Stored items:
____________________

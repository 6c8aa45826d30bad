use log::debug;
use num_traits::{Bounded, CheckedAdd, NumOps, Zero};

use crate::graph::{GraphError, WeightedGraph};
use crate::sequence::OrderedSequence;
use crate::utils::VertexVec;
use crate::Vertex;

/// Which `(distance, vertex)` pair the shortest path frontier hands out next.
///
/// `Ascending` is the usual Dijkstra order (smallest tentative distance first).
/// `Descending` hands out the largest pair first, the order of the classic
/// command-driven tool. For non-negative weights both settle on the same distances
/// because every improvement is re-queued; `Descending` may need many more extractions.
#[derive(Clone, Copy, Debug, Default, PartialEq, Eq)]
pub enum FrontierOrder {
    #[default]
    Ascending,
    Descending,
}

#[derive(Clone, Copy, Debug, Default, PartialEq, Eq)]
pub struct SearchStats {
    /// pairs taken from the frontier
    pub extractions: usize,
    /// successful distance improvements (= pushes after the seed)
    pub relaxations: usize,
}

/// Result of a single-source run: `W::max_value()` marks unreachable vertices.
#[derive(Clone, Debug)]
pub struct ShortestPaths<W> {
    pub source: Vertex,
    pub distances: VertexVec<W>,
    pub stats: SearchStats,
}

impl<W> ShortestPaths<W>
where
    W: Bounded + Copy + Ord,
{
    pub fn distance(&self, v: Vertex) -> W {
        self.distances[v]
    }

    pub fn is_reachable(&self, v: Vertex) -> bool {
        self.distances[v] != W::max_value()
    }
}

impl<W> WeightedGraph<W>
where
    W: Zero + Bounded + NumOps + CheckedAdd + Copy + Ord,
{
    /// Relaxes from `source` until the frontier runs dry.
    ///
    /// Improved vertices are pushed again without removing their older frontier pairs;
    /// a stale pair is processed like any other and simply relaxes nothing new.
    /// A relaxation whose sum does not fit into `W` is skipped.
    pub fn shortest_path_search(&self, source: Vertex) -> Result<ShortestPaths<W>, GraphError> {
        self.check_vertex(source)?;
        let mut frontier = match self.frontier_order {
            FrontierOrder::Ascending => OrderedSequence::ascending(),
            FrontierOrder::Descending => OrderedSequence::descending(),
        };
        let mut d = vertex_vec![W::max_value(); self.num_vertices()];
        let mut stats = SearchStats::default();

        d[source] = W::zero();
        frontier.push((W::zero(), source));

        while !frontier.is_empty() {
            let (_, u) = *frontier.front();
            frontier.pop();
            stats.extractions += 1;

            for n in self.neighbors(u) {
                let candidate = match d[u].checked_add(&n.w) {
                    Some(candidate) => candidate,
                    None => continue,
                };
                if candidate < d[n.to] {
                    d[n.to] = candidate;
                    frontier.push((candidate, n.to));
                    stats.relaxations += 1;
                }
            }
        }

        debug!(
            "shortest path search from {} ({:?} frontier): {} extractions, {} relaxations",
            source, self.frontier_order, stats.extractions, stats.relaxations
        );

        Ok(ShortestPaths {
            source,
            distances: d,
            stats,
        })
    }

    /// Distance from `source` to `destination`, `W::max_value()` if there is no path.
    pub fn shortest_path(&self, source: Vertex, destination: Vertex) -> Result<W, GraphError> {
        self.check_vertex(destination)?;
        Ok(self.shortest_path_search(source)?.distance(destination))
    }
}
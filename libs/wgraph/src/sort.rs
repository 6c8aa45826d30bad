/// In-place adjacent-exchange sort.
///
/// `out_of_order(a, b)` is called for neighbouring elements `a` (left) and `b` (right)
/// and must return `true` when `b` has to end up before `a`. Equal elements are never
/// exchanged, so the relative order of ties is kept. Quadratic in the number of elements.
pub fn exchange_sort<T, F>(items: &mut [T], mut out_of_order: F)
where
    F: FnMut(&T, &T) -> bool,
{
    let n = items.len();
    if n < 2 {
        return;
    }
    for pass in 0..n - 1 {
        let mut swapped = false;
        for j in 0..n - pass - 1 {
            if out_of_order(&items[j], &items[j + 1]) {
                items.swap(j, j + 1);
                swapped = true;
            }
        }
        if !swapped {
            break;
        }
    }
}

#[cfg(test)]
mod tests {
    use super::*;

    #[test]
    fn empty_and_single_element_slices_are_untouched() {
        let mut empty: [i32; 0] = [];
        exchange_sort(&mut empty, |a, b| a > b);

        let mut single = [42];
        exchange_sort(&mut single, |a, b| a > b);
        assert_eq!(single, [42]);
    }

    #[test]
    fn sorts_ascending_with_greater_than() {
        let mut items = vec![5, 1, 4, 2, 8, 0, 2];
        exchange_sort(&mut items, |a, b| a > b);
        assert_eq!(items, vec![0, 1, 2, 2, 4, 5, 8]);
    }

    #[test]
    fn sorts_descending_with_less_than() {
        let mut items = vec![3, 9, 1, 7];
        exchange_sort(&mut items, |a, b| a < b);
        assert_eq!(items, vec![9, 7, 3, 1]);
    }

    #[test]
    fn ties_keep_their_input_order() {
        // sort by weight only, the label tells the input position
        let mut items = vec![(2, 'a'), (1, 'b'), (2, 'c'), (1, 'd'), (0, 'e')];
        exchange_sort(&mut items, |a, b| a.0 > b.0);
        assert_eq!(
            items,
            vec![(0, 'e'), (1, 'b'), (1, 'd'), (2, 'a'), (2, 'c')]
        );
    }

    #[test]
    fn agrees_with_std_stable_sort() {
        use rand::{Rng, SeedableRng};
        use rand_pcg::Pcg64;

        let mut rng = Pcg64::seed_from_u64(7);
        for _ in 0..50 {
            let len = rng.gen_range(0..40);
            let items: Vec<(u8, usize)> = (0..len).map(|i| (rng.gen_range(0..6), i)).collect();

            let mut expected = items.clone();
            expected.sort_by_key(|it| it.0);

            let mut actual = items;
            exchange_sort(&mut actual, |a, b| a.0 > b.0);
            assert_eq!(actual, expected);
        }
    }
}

____________________

Task statement
Could you write out, exactly as they stand, only the lines above that begin at the line with "W: Zero + Bounded" and stop after the line with "pub fn shortest_path_search(&self, source: Vertex)"?

Reply
    W: Zero + Bounded + NumOps + CheckedAdd + Copy + Ord,
{
    /// Relaxes from `source` until the frontier runs dry.
    ///
    /// Improved vertices are pushed again without removing their older frontier pairs;
    /// a stale pair is processed like any other and simply relaxes nothing new.
    /// A relaxation whose sum does not fit into `W` is skipped.
    pub fn shortest_path_search(&self, source: Vertex) -> Result<ShortestPaths<W>, GraphError> {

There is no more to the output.